Un ejemplo paradigmático es la regulación de la flagrancia, innecesariamente replicada en el proyecto que se discute en el Congreso, pese a existir legislación robusta y vigente sobre la materia. Esta duplicidad no solo es técnicamente incorrecta, sino que expone a los municipios a cumplir normas contradictorias o superpuestas, generando ineficiencia y confusión jurídica.
El problema no es meramente formal. Un marco normativo sobredimensionado rigidiza la acción municipal. Comunas con equipos pequeños y baja capacidad administrativa serán las más perjudicadas ya que deberán destinar recursos a cumplir obligaciones burocráticas que aportan poco o nada a la prevención del delito. Así, el proyecto termina siendo paradójico: bajo el pretexto de "fortalecer" a los municipios, en realidad los termina asfixiando, con exigencias que dificultan su labor básica.
Aquí se revela la falla de fondo: la ausencia de una conducción política clara del Gobierno en materia de seguridad. No hay diagnóstico estratégico, no hay definiciones sobre el rol municipal y no hay coherencia institucional. Presentar una iniciativa tan extensa, tan detallista y, a la vez, tan conceptualmente débil es un síntoma de improvisación. En un país golpeado por la criminalidad, esta falta de liderazgo no solo es preocupante, es irresponsable.
Pero incluso dentro de ese caos normativo hay elementos rescatables. El proyecto reconoce, por fin, que la seguridad se gestiona en el territorio, no desde el nivel central. Avanza en profesionalización, en estándares de coordinación y en uso de tecnología. Los municipios son hoy el primer frente de respuesta ante incivilidades, delitos e inseguridad urbana, y cualquier marco legal debe reconocer esa realidad.

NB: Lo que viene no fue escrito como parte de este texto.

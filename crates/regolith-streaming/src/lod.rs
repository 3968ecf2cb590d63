//! Level-of-detail policy.
//!
//! Detail is traded against the number of visible chunks: the more chunks on
//! screen, the coarser each one is sampled, which keeps the total vertex
//! count roughly bounded as the camera pulls away from the surface.

use regolith_geo::PlanetProfile;

/// Largest power of two not exceeding `visible_count` (1 for 0 or 1).
pub fn lod_factor(visible_count: usize) -> u32 {
    if visible_count <= 1 {
        return 1;
    }
    let floor_log2 = usize::BITS - 1 - visible_count.leading_zeros();
    1u32.checked_shl(floor_log2).unwrap_or(1 << 31)
}

/// Pixel stride for the current pass: the profile's global stride scaled by
/// the LOD factor, capped so windows stay aligned to chunk boundaries.
pub fn sample_stride(profile: &PlanetProfile, visible_count: usize) -> u32 {
    profile.global_stride * lod_factor(visible_count).min(profile.max_lod_factor())
}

El punto es que nada de eso justifica esta sobrerregulación. Para que una ley sea eficaz, debe ser clara, coherente y aplicable. Este proyecto, tal como está, no cumple ninguno de esos criterios. Por eso la discusión legislativa debe corregir de manera profunda su estructura, eliminar duplicidades, ordenar conceptos y devolver al Ejecutivo la responsabilidad de dictar los reglamentos que correspondan. Lo que no puede ocurrir es aprobar por cansancio un texto que acumula normas, pero no soluciona problemas.
La ciudadanía exige respuestas concretas y los municipios necesitan herramientas funcionales, no un manual burocrático disfrazado de reforma. Chile no puede darse el lujo de seguir improvisando en seguridad. Lo que corresponde es legislar con rigor técnico, con sentido práctico y con la madurez institucional que este tema exige. Solo así podremos construir una ley que sirva para lo que realmente importa: proteger a las personas, no llenar páginas del diario oficial.